Building effective Retrieval-Augmented Generation (RAG) systems for documents often feels like wrestling with messy, complex pipelines. Especially when dealing with PDFs or scanned images, traditional methods rely heavily on Optical Character Recognition (OCR) and layout analysis. These steps can be slow, error-prone, and often lose crucial visual context like tables, figures, and formatting. But what if you could query documents based on how they look, not just the extracted text?

This post is your guide to building exactly that: an OCR-free RAG system directly within your familiar PostgreSQL database. We'll leverage the power of the ColQwen2 Vision Language Model, the efficiency of VectorChord for multi-vector search in Postgres, and the scalability of Modal for GPU-powered embedding generation. Get ready to simplify your RAG stack and potentially boost your retrieval accuracy, all without complex pre-processing.

We'll cover:

What ColQwen2 is and why it's a game-changer.
How VectorChord makes advanced vector search possible in Postgres.
A step-by-step tutorial to build and evaluate the system.

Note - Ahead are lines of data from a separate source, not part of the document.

#![allow(
    clippy::unwrap_used,
    reason = "test code uses unwrap for concise assertions"
)]

use pretty_assertions::assert_eq;

use super::*;

#[test]
fn capture_keeps_writes_verbatim() {
    let handler = capture_handler();
    handler.write("a");
    handler.write("");
    handler.write("b\n\n");
    assert!(handler.is_capturing());
    assert_eq!(handler.captured(), "ab\n\n");
}

#[test]
fn take_captured_drains() {
    let handler = capture_handler();
    handler.write("first");
    assert_eq!(handler.take_captured(), "first");
    assert_eq!(handler.captured(), "");
    handler.write("second");
    assert_eq!(handler.take_captured(), "second");
}

#[test]
fn non_capturing_handlers_report_nothing() {
    for handler in [stdout_handler(), silent_handler()] {
        assert!(!handler.is_capturing());
        assert_eq!(handler.take_captured(), "");
    }
    let silent = silent_handler();
    silent.write("dropped");
    assert_eq!(silent.captured(), "");
}

#[test]
fn capture_is_shared_across_clones() {
    let handler = capture_handler();
    let writer = Arc::clone(&handler);
    let thread = std::thread::spawn(move || {
        for _ in 0..50 {
            writer.write("x");
        }
    });
    thread.join().unwrap();
    assert_eq!(handler.captured().len(), 50);
}
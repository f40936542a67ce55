//! Format specification parser for `format()`, f-string fields and
//! `str.format` replacement fields.
//!
//! Parses the spec syntax
//! `[[fill]align][sign][#][0][width][grouping][.precision][type]`
//! used in fields like `{value:>10,.2f}`.
//!
//! The parsed result ([`ParsedFormatSpec`]) is consumed by the evaluator,
//! which applies type-specific formatting at runtime.

use std::fmt;

/// Parsed format specification.
///
/// All fields are `Option`; an empty spec `{x:}` produces all-`None`.
#[derive(Clone, Debug, PartialEq, Eq, Hash)]
pub struct ParsedFormatSpec {
    /// Padding character (default: space).
    pub fill: Option<char>,
    /// Alignment direction.
    pub align: Option<Align>,
    /// Sign display for numbers.
    pub sign: Option<Sign>,
    /// Alternate form (`#`): adds `0b`/`0o`/`0x` prefix.
    pub alternate: bool,
    /// Zero-pad (`0`): pads with zeros after the sign.
    pub zero_pad: bool,
    /// Minimum field width.
    pub width: Option<usize>,
    /// Thousands separator (`,` or `_`).
    pub grouping: Option<char>,
    /// Decimal places (floats) or max length (strings).
    pub precision: Option<usize>,
    /// Type-specific format.
    pub format_type: Option<FormatType>,
}

impl ParsedFormatSpec {
    /// An empty spec with no formatting options set.
    pub const EMPTY: Self = Self {
        fill: None,
        align: None,
        sign: None,
        alternate: false,
        zero_pad: false,
        width: None,
        grouping: None,
        precision: None,
        format_type: None,
    };

    pub fn is_empty(&self) -> bool {
        *self == Self::EMPTY
    }
}

/// Alignment direction for field padding.
#[derive(Copy, Clone, Debug, PartialEq, Eq, Hash)]
pub enum Align {
    /// `<` pads on the right.
    Left,
    /// `^` pads equally on both sides, extra on the right.
    Center,
    /// `>` pads on the left.
    Right,
    /// `=` pads between the sign and the digits.
    AfterSign,
}

/// Sign display mode for numeric values.
#[derive(Copy, Clone, Debug, PartialEq, Eq, Hash)]
pub enum Sign {
    /// `+` always shows the sign.
    Plus,
    /// `-` shows the sign only for negatives (default).
    Minus,
    /// ` ` uses a space for non-negatives.
    Space,
}

/// Type-specific formatting mode.
#[derive(Copy, Clone, Debug, PartialEq, Eq, Hash)]
pub enum FormatType {
    /// `s` string.
    Str,
    /// `d` decimal integer.
    Decimal,
    /// `n` number; decimal for ints, general for floats.
    Number,
    /// `b` binary integer.
    Binary,
    /// `o` octal integer.
    Octal,
    /// `x` lowercase hexadecimal.
    Hex,
    /// `X` uppercase hexadecimal.
    HexUpper,
    /// `e` lowercase scientific notation.
    Exp,
    /// `E` uppercase scientific notation.
    ExpUpper,
    /// `f` fixed-point decimal.
    Fixed,
    /// `F` fixed-point decimal, uppercase `INF`/`NAN`.
    FixedUpper,
    /// `g` general format.
    General,
    /// `G` general format, uppercase.
    GeneralUpper,
    /// `%` percentage (multiply by 100, append `%`).
    Percent,
}

impl FormatType {
    /// Returns `true` if this format type is only valid for integer values.
    pub fn is_integer_only(&self) -> bool {
        matches!(
            self,
            Self::Decimal | Self::Binary | Self::Octal | Self::Hex | Self::HexUpper
        )
    }

    /// Returns `true` if this format type renders a number as a float.
    pub fn is_float(&self) -> bool {
        matches!(
            self,
            Self::Exp
                | Self::ExpUpper
                | Self::Fixed
                | Self::FixedUpper
                | Self::General
                | Self::GeneralUpper
                | Self::Percent
        )
    }

    /// The spec character for error messages.
    pub fn as_char(&self) -> char {
        match self {
            Self::Str => 's',
            Self::Decimal => 'd',
            Self::Number => 'n',
            Self::Binary => 'b',
            Self::Octal => 'o',
            Self::Hex => 'x',
            Self::HexUpper => 'X',
            Self::Exp => 'e',
            Self::ExpUpper => 'E',
            Self::Fixed => 'f',
            Self::FixedUpper => 'F',
            Self::General => 'g',
            Self::GeneralUpper => 'G',
            Self::Percent => '%',
        }
    }

    fn from_char(c: char) -> Option<Self> {
        let ty = match c {
            's' => Self::Str,
            'd' => Self::Decimal,
            'n' => Self::Number,
            'b' => Self::Binary,
            'o' => Self::Octal,
            'x' => Self::Hex,
            'X' => Self::HexUpper,
            'e' => Self::Exp,
            'E' => Self::ExpUpper,
            'f' => Self::Fixed,
            'F' => Self::FixedUpper,
            'g' => Self::General,
            'G' => Self::GeneralUpper,
            '%' => Self::Percent,
            _ => return None,
        };
        Some(ty)
    }
}

/// Error from parsing a format specification string.
#[derive(Clone, Debug, PartialEq, Eq)]
pub enum FormatSpecError {
    /// Unknown format type character (e.g., `{n:z}`).
    UnknownType(char),
    /// Trailing characters after a valid spec.
    TrailingCharacters(String),
    /// Width is not a valid number.
    InvalidWidth(String),
    /// Precision is not a valid number.
    InvalidPrecision(String),
}

impl fmt::Display for FormatSpecError {
    fn fmt(&self, f: &mut fmt::Formatter<'_>) -> fmt::Result {
        match self {
            Self::UnknownType(c) => write!(f, "Unknown format code '{c}'"),
            Self::TrailingCharacters(_) => write!(f, "Invalid format specifier"),
            Self::InvalidWidth(s) => write!(f, "invalid width '{s}'"),
            Self::InvalidPrecision(s) => write!(f, "invalid precision '{s}'"),
        }
    }
}

impl std::error::Error for FormatSpecError {}

/// Parse a format specification string.
///
/// Syntax: `[[fill]align][sign][#][0][width][grouping][.precision][type]`
///
/// # Examples
///
/// ```
/// use pytex_ir::format_spec::{parse_format_spec, Align, FormatType};
///
/// let spec = parse_format_spec("*^20.5f").unwrap();
/// assert_eq!(spec.fill, Some('*'));
/// assert_eq!(spec.align, Some(Align::Center));
/// assert_eq!(spec.width, Some(20));
/// assert_eq!(spec.precision, Some(5));
/// assert_eq!(spec.format_type, Some(FormatType::Fixed));
/// ```
pub fn parse_format_spec(spec: &str) -> Result<ParsedFormatSpec, FormatSpecError> {
    if spec.is_empty() {
        return Ok(ParsedFormatSpec::EMPTY);
    }

    let mut result = ParsedFormatSpec::EMPTY;
    let chars: Vec<char> = spec.chars().collect();
    let mut pos = 0;

    // [[fill]align]: if chars[1] aligns, chars[0] is the fill.
    if chars.len() >= 2 && is_align_char(chars[1]) {
        result.fill = Some(chars[0]);
        result.align = parse_align(chars[1]);
        pos = 2;
    } else if is_align_char(chars[0]) {
        result.align = parse_align(chars[0]);
        pos = 1;
    }

    // [sign]
    if let Some(&c) = chars.get(pos) {
        let sign = match c {
            '+' => Some(Sign::Plus),
            '-' => Some(Sign::Minus),
            ' ' => Some(Sign::Space),
            _ => None,
        };
        if sign.is_some() {
            result.sign = sign;
            pos += 1;
        }
    }

    // [#]
    if chars.get(pos) == Some(&'#') {
        result.alternate = true;
        pos += 1;
    }

    // [0]
    if chars.get(pos) == Some(&'0') {
        result.zero_pad = true;
        pos += 1;
    }

    // [width]
    let width_start = pos;
    while pos < chars.len() && chars[pos].is_ascii_digit() {
        pos += 1;
    }
    if pos > width_start {
        let width_str: String = chars[width_start..pos].iter().collect();
        result.width = Some(
            width_str
                .parse()
                .map_err(|_| FormatSpecError::InvalidWidth(width_str))?,
        );
    }

    // [grouping]
    if let Some(&c @ (',' | '_')) = chars.get(pos) {
        result.grouping = Some(c);
        pos += 1;
    }

    // [.precision]
    if chars.get(pos) == Some(&'.') {
        pos += 1;
        let prec_start = pos;
        while pos < chars.len() && chars[pos].is_ascii_digit() {
            pos += 1;
        }
        let prec_str: String = chars[prec_start..pos].iter().collect();
        result.precision = Some(
            prec_str
                .parse()
                .map_err(|_| FormatSpecError::InvalidPrecision(prec_str))?,
        );
    }

    // [type]
    if let Some(&type_char) = chars.get(pos) {
        result.format_type =
            Some(FormatType::from_char(type_char).ok_or(FormatSpecError::UnknownType(type_char))?);
        pos += 1;
    }

    if pos < chars.len() {
        let trailing: String = chars[pos..].iter().collect();
        return Err(FormatSpecError::TrailingCharacters(trailing));
    }

    Ok(result)
}

fn is_align_char(c: char) -> bool {
    matches!(c, '<' | '>' | '^' | '=')
}

fn parse_align(c: char) -> Option<Align> {
    match c {
        '<' => Some(Align::Left),
        '^' => Some(Align::Center),
        '>' => Some(Align::Right),
        '=' => Some(Align::AfterSign),
        _ => None,
    }
}

#[cfg(test)]
mod tests;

What is ColQwen2? The Power of Visual Understanding

To grasp ColQwen2, let's first look at its foundation: ColPali. As introduced in the paper "ColPali: Efficient Document Retrieval with Vision Language Models", ColPali represents a novel approach using Vision Language Models (VLMs). Instead of relying on imperfect OCR, it directly indexes documents using their rich visual features – text, images, tables, layout, everything the eye can see.

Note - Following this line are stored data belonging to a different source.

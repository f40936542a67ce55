//! Iteration over values for `for` loops, unpacking and builtins.

use crate::errors::{not_iterable, EvalResult};
use crate::value::Range;
use crate::Value;

/// Items of an iterable. Ranges are produced lazily; other containers are
/// snapshotted when iteration starts.
pub(crate) enum ValueIter {
    Range { range: Range, index: usize, len: usize },
    Items(std::vec::IntoIter<Value>),
}

impl Iterator for ValueIter {
    type Item = Value;

    fn next(&mut self) -> Option<Value> {
        match self {
            ValueIter::Range { range, index, len } => {
                if *index >= *len {
                    return None;
                }
                let value = range.get(*index);
                *index += 1;
                Some(Value::Int(value))
            }
            ValueIter::Items(items) => items.next(),
        }
    }

    fn size_hint(&self) -> (usize, Option<usize>) {
        let remaining = match self {
            ValueIter::Range { index, len, .. } => len - index,
            ValueIter::Items(items) => items.len(),
        };
        (remaining, Some(remaining))
    }
}

pub(crate) fn iterate(value: &Value) -> EvalResult<ValueIter> {
    let items = match value {
        Value::Range(range) => {
            return Ok(ValueIter::Range {
                range: *range,
                index: 0,
                len: range.len(),
            })
        }
        Value::Str(s) => s.chars().map(|c| Value::from(c.to_string())).collect(),
        Value::List(items) => items.borrow().clone(),
        Value::Tuple(items) => items.to_vec(),
        Value::Dict(dict) => dict.borrow().keys(),
        _ => return Err(not_iterable(value)),
    };
    Ok(ValueIter::Items(items.into_iter()))
}

/// All items of an iterable.
pub(crate) fn collect(value: &Value) -> EvalResult<Vec<Value>> {
    Ok(iterate(value)?.collect())
}
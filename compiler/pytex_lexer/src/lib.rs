//! Lexer for the pytex embedded language.
//!
//! Turns source text into a flat token list. Line structure is resolved here:
//! the output carries explicit `Newline`, `Indent` and `Dedent` tokens, and
//! line breaks inside brackets or after a trailing backslash never reach the
//! parser.

mod cursor;
mod escape;

use pytex_ir::{Span, Token, TokenKind};

use cursor::Cursor;
pub use escape::unescape;

/// Tab stops are every 8 columns.
const TAB_WIDTH: usize = 8;

/// Lexing failure. Every variant is reported to user code as a
/// `SyntaxError` (or `IndentationError`, see [`LexError::is_indentation`]).
#[derive(Clone, Debug, PartialEq, Eq, thiserror::Error)]
pub enum LexError {
    #[error("unterminated string literal")]
    UnterminatedString { span: Span },
    #[error("unterminated triple-quoted string literal")]
    UnterminatedTripleString { span: Span },
    #[error("{message}")]
    InvalidEscape { message: String, span: Span },
    #[error("integer literal is too large")]
    IntOverflow { span: Span },
    #[error("invalid {kind} literal")]
    InvalidNumber { kind: &'static str, span: Span },
    #[error("leading zeros in decimal integer literals are not permitted")]
    LeadingZeros { span: Span },
    #[error("invalid character '{ch}' (U+{:04X})", u32::from(*ch))]
    InvalidCharacter { ch: char, span: Span },
    #[error("unexpected character after line continuation character")]
    BadContinuation { span: Span },
    #[error("unmatched '{close}'")]
    UnmatchedBracket { close: char, span: Span },
    #[error("closing parenthesis '{close}' does not match opening parenthesis '{open}'")]
    MismatchedBracket { open: char, close: char, span: Span },
    #[error("'{open}' was never closed")]
    UnclosedBracket { open: char, span: Span },
    #[error("unindent does not match any outer indentation level")]
    InconsistentDedent { span: Span },
}

impl LexError {
    pub fn span(&self) -> Span {
        match self {
            LexError::UnterminatedString { span }
            | LexError::UnterminatedTripleString { span }
            | LexError::InvalidEscape { span, .. }
            | LexError::IntOverflow { span }
            | LexError::InvalidNumber { span, .. }
            | LexError::LeadingZeros { span }
            | LexError::InvalidCharacter { span, .. }
            | LexError::BadContinuation { span }
            | LexError::UnmatchedBracket { span, .. }
            | LexError::MismatchedBracket { span, .. }
            | LexError::UnclosedBracket { span, .. }
            | LexError::InconsistentDedent { span } => *span,
        }
    }

    /// Whether this is an indentation error rather than a plain syntax error.
    pub fn is_indentation(&self) -> bool {
        matches!(self, LexError::InconsistentDedent { .. })
    }
}
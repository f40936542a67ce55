//! Pytex Segment - splitting a document at its code delimiters.
//!
//! A pytex document is typesetting markup with code blocks fenced by
//! [`DELIMITER`]. Every delimiter toggles between literal and executable
//! mode, starting in literal mode:
//!
//! ```text
//! Some LaTeX 🐍print("hi")🐍 more LaTeX
//! └ literal ┘ └ executable ┘└ literal ┘
//! ```
//!
//! Each executable segment is preceded by exactly one literal segment, which
//! may be empty. Text after the last delimiter becomes a final literal
//! segment only when it is non-empty. An unmatched final delimiter opens an
//! executable segment that runs to the end of the document and is marked
//! unterminated.
//!
//! Segmentation never depends on execution, so [`segment`] can run eagerly
//! before any code does; [`segments`] is the lazy form.

use std::fmt;
use std::iter::FusedIterator;

use memchr::memmem::Finder;
use pytex_ir::Span;

/// The code fence: U+1F40D SNAKE.
pub const DELIMITER: &str = "\u{1F40D}";

#[derive(Copy, Clone, Debug, PartialEq, Eq, Hash)]
pub enum SegmentKind {
    /// Markup copied to the output unchanged.
    Literal,
    /// Code whose standard output replaces it.
    Executable,
}

impl SegmentKind {
    pub const fn as_str(self) -> &'static str {
        match self {
            SegmentKind::Literal => "literal",
            SegmentKind::Executable => "executable",
        }
    }
}

impl fmt::Display for SegmentKind {
    fn fmt(&self, f: &mut fmt::Formatter<'_>) -> fmt::Result {
        f.write_str(self.as_str())
    }
}

/// A run of document text between delimiters.
#[derive(Copy, Clone, Debug, PartialEq, Eq)]
pub struct Segment<'a> {
    kind: SegmentKind,
    text: &'a str,
    span: Span,
    terminated: bool,
}

impl<'a> Segment<'a> {
    pub fn kind(&self) -> SegmentKind {
        self.kind
    }

    pub fn is_executable(&self) -> bool {
        self.kind == SegmentKind::Executable
    }

    pub fn is_literal(&self) -> bool {
        self.kind == SegmentKind::Literal
    }

    /// The segment's text, delimiters excluded.
    pub fn text(&self) -> &'a str {
        self.text
    }

    /// Byte range of [`Segment::text`] in the document.
    pub fn span(&self) -> Span {
        self.span
    }

    /// False only for an executable segment opened by an unmatched final
    /// delimiter.
    pub fn is_terminated(&self) -> bool {
        self.terminated
    }

    /// Append the document text this segment came from, delimiters included.
    pub fn write_source(&self, out: &mut String) {
        match self.kind {
            SegmentKind::Literal => out.push_str(self.text),
            SegmentKind::Executable => {
                out.push_str(DELIMITER);
                out.push_str(self.text);
                if self.terminated {
                    out.push_str(DELIMITER);
                }
            }
        }
    }
}

/// Where the scan resumes.
#[derive(Copy, Clone, Debug, PartialEq, Eq)]
enum Mode {
    Literal,
    Executable,
    Done,
}

/// Lazy segmentation of a document, in document order.
pub struct Segments<'a> {
    document: &'a str,
    finder: Finder<'static>,
    pos: usize,
    mode: Mode,
}

impl<'a> Segments<'a> {
    pub fn new(document: &'a str) -> Self {
        Segments {
            document,
            finder: Finder::new(DELIMITER),
            pos: 0,
            mode: Mode::Literal,
        }
    }

    fn make(&self, kind: SegmentKind, end: usize, terminated: bool) -> Segment<'a> {
        let segment = Segment {
            kind,
            text: &self.document[self.pos..end],
            span: Span::from_range(self.pos..end),
            terminated,
        };
        tracing::trace!(
            kind = %segment.kind,
            start = self.pos,
            end,
            "segment"
        );
        segment
    }
}

impl<'a> Iterator for Segments<'a> {
    type Item = Segment<'a>;

    fn next(&mut self) -> Option<Segment<'a>> {
        let kind = match self.mode {
            Mode::Literal => SegmentKind::Literal,
            Mode::Executable => SegmentKind::Executable,
            Mode::Done => return None,
        };
        let found = self
            .finder
            .find(&self.document.as_bytes()[self.pos..])
            .map(|offset| self.pos + offset);

        let segment = match (found, kind) {
            (Some(end), _) => {
                let segment = self.make(kind, end, true);
                self.pos = end + DELIMITER.len();
                self.mode = match kind {
                    SegmentKind::Literal => Mode::Executable,
                    SegmentKind::Executable => Mode::Literal,
                };
                segment
            }
            (None, SegmentKind::Literal) => {
                self.mode = Mode::Done;
                if self.pos == self.document.len() {
                    return None;
                }
                self.make(kind, self.document.len(), true)
            }
            (None, SegmentKind::Executable) => {
                self.mode = Mode::Done;
                tracing::warn!(
                    offset = self.pos.saturating_sub(DELIMITER.len()),
                    "unterminated code block runs to the end of the document"
                );
                self.make(kind, self.document.len(), false)
            }
        };
        Some(segment)
    }
}

impl FusedIterator for Segments<'_> {}

/// Lazily split `document` into segments.
pub fn segments(document: &str) -> Segments<'_> {
    Segments::new(document)
}

/// Split `document` into segments.
pub fn segment(document: &str) -> Vec<Segment<'_>> {
    let segments: Vec<_> = segments(document).collect();
    tracing::debug!(
        segments = segments.len(),
        executable = segments.iter().filter(|s| s.is_executable()).count(),
        "segmented document"
    );
    segments
}

#[cfg(test)]
mod tests;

Think about the limitations of traditional OCR: complex layouts get mangled, tables become gibberish, and images are often ignored entirely. It's like trying to understand a book by only reading a flawed transcript. ColPali avoids this by using a powerful VLM (originally PaliGemma) to create embeddings that capture the document's holistic visual nature. Two key concepts make it shine:

Contextualized Vision Embeddings: Generating rich embeddings directly from the document image using a VLM.
Late Interaction: This clever technique allows the query's textual meaning to directly interact with the document's detailed visual features at search time. It's not just matching text summaries; it's comparing the query concept against the visual evidence within the document page.

The ColPali architecture (Image from the ColPali paper)

ColQwen2 builds upon this powerful ColPali architecture but swaps the underlying VLM for the more recent Qwen2-VL-2B. It generates ColBERT-style multi-vector representations, capturing fine-grained details from both text and images. As seen on the vidro-leaderboard, ColQwen2 delivers impressive performance with practical model size.

How Does VectorChord Enable ColQwen2 in Postgres?

This is where VectorChord becomes the crucial piece of the puzzle, bringing this cutting-edge VLM capability into your PostgreSQL database. ColQwen2 (and ColPali) relies heavily on those multi-vector representations and the Late Interaction mechanism, specifically requiring an efficient MaxSim (Maximum Similarity) operation.

Calculating MaxSim – finding the highest similarity score between any vector in the query set and any vector in the document set – can be computationally brutal, especially across millions of document vectors. VectorChord tackles this head-on:

Native Multi-Vector Support: It's designed from the ground up to handle multi-vector data efficiently within Postgres.
Optimized MaxSim: Drawing inspiration from the WARP paper, VectorChord uses techniques like dynamic similarity imputation to dramatically speed up MaxSim calculations, making large-scale visual document retrieval feasible.
Hybrid Search Ready: Beyond multi-vector, it also supports dense, sparse, and hybrid search (check out our previous post!).
Scalable & Disk-Friendly: Designed for performance without demanding excessive resources.

In short, VectorChord transforms PostgreSQL into a powerhouse capable of handling the advanced vector search techniques required by models like ColQwen2 or ColPali.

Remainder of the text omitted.